__Records supplied__
★ ★ ★ ★

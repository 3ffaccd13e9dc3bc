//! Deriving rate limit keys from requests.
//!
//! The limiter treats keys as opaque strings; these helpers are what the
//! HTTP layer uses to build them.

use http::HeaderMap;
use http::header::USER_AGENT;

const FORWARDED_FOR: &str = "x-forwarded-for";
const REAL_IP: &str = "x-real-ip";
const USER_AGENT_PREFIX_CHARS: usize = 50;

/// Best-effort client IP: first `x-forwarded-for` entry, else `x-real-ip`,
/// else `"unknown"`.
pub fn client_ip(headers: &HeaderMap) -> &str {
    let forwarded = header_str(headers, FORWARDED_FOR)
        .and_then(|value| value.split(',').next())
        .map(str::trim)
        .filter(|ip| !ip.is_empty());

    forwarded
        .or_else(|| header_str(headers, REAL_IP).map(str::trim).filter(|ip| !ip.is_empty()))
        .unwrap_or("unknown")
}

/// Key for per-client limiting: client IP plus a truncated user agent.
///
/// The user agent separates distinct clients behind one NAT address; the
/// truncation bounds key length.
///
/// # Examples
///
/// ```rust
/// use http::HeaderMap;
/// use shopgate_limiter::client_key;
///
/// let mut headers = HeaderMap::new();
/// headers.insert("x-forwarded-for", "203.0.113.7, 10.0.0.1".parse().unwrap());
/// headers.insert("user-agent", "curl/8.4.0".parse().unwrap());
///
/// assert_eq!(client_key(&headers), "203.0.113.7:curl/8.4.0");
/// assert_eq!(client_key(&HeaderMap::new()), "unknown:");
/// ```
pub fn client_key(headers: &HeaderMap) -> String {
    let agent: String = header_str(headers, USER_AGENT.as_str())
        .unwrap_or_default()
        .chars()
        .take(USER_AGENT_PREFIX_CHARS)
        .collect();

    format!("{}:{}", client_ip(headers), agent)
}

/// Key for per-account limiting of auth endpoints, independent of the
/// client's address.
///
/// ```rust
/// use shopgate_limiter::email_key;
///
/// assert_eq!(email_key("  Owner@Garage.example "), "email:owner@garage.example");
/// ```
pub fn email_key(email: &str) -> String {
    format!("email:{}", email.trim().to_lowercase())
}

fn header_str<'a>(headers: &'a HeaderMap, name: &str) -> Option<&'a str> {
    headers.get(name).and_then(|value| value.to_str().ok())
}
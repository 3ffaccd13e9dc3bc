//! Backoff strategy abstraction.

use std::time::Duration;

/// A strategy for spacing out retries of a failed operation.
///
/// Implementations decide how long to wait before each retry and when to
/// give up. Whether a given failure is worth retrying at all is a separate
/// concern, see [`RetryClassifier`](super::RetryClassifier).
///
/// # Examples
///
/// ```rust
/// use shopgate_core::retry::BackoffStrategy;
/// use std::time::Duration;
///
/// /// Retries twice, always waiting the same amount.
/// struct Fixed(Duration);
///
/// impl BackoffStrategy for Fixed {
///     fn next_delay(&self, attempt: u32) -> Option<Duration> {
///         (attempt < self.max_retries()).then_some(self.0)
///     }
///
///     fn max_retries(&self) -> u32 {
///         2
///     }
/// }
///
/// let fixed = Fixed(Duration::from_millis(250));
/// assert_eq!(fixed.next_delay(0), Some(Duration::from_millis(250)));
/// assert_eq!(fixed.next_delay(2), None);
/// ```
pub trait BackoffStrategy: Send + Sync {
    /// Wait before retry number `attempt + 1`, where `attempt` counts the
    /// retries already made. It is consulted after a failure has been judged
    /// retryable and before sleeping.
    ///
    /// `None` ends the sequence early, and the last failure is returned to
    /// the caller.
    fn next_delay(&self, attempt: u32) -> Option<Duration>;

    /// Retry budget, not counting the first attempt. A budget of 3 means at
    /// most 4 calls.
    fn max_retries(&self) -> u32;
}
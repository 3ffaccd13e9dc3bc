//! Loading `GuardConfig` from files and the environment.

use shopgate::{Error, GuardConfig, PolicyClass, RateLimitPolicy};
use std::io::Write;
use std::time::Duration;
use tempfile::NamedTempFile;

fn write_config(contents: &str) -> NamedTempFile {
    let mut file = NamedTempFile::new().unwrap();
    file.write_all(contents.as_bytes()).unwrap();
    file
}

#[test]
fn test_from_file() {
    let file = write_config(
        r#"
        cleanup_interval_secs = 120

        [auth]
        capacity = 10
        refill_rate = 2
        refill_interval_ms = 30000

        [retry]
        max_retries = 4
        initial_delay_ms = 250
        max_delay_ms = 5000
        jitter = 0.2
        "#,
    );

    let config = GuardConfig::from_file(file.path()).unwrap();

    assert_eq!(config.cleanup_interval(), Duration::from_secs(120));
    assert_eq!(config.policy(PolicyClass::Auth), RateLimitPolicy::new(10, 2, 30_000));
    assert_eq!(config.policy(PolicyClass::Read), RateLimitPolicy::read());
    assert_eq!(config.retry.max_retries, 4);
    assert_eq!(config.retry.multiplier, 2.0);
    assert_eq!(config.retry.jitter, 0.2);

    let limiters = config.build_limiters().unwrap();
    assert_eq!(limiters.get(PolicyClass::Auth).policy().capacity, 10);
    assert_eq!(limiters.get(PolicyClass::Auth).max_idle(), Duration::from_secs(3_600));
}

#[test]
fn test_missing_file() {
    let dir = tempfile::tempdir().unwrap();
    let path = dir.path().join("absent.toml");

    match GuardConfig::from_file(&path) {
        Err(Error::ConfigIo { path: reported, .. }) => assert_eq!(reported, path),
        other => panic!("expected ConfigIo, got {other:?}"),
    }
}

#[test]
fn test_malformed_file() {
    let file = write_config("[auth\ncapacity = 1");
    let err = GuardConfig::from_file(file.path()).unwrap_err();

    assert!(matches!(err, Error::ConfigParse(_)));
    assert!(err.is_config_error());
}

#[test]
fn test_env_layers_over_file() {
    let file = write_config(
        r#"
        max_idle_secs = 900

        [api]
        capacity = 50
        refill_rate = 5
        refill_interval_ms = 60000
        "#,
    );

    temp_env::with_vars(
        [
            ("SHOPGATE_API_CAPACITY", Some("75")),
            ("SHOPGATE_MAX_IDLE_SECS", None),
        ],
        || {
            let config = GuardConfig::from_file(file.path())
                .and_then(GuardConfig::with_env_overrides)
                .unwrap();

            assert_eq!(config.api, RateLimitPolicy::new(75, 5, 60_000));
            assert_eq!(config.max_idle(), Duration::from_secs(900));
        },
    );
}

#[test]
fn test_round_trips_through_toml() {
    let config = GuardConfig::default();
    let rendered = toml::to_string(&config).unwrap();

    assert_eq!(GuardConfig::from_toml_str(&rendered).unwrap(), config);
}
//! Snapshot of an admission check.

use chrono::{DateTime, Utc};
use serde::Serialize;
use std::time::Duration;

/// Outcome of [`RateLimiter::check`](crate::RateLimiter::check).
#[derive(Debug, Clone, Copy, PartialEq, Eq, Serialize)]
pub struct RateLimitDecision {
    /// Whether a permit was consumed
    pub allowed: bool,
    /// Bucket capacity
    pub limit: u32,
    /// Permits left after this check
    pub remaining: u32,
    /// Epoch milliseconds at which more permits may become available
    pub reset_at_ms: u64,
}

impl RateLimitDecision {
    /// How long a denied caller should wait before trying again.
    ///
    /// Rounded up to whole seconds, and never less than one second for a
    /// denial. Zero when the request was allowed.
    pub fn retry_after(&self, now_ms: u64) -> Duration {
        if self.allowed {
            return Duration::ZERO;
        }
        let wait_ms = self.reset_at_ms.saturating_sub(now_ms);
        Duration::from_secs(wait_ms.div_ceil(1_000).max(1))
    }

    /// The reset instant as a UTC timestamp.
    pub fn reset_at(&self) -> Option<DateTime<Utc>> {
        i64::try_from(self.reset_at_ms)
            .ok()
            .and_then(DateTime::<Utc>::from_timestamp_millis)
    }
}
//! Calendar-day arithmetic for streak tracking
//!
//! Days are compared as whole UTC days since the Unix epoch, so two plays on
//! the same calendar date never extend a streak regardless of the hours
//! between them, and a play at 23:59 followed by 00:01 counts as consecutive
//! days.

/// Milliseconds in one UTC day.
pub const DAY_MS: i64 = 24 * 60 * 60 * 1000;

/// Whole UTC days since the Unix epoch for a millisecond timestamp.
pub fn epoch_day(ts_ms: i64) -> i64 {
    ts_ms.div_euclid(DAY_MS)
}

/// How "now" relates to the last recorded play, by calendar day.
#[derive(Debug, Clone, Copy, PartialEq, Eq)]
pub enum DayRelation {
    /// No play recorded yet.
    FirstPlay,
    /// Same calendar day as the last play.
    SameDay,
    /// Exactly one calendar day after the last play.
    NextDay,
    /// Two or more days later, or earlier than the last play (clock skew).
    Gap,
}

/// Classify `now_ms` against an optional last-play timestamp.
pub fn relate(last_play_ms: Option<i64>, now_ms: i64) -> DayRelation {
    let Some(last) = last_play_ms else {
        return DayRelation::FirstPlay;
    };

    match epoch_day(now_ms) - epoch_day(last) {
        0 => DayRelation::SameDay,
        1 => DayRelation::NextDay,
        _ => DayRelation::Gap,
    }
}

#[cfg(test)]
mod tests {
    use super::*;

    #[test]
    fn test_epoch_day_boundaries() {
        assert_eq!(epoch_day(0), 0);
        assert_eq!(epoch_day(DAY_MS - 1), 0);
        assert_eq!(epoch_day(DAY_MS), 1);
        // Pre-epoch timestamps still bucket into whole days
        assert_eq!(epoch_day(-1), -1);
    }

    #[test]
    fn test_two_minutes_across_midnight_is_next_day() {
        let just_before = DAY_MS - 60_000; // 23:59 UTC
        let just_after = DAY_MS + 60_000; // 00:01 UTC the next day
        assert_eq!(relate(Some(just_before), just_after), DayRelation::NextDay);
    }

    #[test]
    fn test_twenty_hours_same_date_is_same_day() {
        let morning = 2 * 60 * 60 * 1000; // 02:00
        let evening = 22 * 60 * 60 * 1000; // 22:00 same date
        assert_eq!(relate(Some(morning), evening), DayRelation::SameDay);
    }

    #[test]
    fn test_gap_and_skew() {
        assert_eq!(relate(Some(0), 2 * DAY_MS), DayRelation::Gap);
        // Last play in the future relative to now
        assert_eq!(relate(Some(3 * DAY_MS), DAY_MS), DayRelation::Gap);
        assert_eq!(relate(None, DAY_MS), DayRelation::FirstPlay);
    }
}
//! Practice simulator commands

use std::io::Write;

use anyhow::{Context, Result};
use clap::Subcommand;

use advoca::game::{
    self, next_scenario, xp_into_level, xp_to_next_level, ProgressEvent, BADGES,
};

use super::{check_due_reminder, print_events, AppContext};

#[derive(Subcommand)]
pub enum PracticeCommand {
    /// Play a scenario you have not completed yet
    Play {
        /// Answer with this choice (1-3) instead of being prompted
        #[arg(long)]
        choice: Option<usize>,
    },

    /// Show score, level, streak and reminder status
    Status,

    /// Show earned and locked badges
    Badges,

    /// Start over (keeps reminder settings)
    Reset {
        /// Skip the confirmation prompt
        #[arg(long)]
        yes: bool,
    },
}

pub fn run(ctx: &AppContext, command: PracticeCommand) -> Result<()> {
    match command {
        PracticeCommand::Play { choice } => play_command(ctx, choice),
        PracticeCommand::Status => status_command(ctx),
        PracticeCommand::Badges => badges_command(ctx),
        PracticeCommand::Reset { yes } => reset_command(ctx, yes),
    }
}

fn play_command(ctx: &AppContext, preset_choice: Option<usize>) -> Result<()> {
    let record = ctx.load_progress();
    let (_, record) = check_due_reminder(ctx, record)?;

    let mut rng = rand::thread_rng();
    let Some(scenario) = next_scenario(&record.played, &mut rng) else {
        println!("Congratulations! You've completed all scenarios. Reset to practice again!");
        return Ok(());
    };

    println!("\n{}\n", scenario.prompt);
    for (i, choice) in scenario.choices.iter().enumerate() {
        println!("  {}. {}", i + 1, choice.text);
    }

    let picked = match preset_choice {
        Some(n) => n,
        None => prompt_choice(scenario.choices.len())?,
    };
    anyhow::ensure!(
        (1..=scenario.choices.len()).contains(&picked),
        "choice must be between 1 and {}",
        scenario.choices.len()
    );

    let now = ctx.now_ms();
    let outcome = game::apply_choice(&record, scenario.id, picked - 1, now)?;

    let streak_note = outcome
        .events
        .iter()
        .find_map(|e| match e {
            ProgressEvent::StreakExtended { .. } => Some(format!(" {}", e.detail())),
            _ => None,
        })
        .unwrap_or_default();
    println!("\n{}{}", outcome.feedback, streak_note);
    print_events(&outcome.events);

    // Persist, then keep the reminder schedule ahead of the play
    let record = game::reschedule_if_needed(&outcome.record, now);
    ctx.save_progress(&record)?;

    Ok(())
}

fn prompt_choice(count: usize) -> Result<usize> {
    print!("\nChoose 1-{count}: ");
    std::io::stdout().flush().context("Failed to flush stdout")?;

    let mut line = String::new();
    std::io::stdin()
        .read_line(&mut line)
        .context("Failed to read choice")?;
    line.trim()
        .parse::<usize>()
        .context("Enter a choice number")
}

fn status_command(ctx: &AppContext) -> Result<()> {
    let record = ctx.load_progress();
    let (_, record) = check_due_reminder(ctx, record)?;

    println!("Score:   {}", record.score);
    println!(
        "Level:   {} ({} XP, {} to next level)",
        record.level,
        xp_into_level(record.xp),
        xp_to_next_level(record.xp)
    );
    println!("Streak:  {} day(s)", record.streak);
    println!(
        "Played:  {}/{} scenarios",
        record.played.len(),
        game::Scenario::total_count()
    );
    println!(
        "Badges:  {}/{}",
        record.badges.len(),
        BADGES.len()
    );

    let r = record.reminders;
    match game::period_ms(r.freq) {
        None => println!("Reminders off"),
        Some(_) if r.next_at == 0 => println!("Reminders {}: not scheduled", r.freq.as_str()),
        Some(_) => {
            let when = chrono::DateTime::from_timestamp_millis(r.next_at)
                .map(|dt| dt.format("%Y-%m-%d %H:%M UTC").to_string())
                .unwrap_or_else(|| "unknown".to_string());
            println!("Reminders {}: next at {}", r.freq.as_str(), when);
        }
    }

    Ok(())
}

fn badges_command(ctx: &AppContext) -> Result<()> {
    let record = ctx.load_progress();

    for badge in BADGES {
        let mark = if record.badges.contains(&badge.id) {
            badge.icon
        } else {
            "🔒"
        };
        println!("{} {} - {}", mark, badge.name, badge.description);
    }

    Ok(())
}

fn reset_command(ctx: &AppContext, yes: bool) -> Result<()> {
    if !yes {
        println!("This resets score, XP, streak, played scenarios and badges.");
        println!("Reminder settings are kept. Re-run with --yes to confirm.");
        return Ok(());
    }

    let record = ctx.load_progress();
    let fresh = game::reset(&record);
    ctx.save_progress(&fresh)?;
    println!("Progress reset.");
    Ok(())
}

★ ★ ★ ★

Each line from the beginning of the listing up to the line where "pub fn client_key(headers: &HeaderMap)" appears needs to be given again exactly; please add nothing else.

repository 3ffaccd13e9dc3bc
//! Deriving rate limit keys from requests.
//!
//! The limiter treats keys as opaque strings; these helpers are what the
//! HTTP layer uses to build them.

use http::HeaderMap;
use http::header::USER_AGENT;

const FORWARDED_FOR: &str = "x-forwarded-for";
const REAL_IP: &str = "x-real-ip";
const USER_AGENT_PREFIX_CHARS: usize = 50;

/// Best-effort client IP: first `x-forwarded-for` entry, else `x-real-ip`,
/// else `"unknown"`.
pub fn client_ip(headers: &HeaderMap) -> &str {
    let forwarded = header_str(headers, FORWARDED_FOR)
        .and_then(|value| value.split(',').next())
        .map(str::trim)
        .filter(|ip| !ip.is_empty());

    forwarded
        .or_else(|| header_str(headers, REAL_IP).map(str::trim).filter(|ip| !ip.is_empty()))
        .unwrap_or("unknown")
}

/// Key for per-client limiting: client IP plus a truncated user agent.
///
/// The user agent separates distinct clients behind one NAT address; the
/// truncation bounds key length.
///
/// # Examples
///
/// ```rust
/// use http::HeaderMap;
/// use shopgate_limiter::client_key;
///
/// let mut headers = HeaderMap::new();
/// headers.insert("x-forwarded-for", "203.0.113.7, 10.0.0.1".parse().unwrap());
/// headers.insert("user-agent", "curl/8.4.0".parse().unwrap());
///
/// assert_eq!(client_key(&headers), "203.0.113.7:curl/8.4.0");
/// assert_eq!(client_key(&HeaderMap::new()), "unknown:");
/// ```
pub fn client_key(headers: &HeaderMap) -> String {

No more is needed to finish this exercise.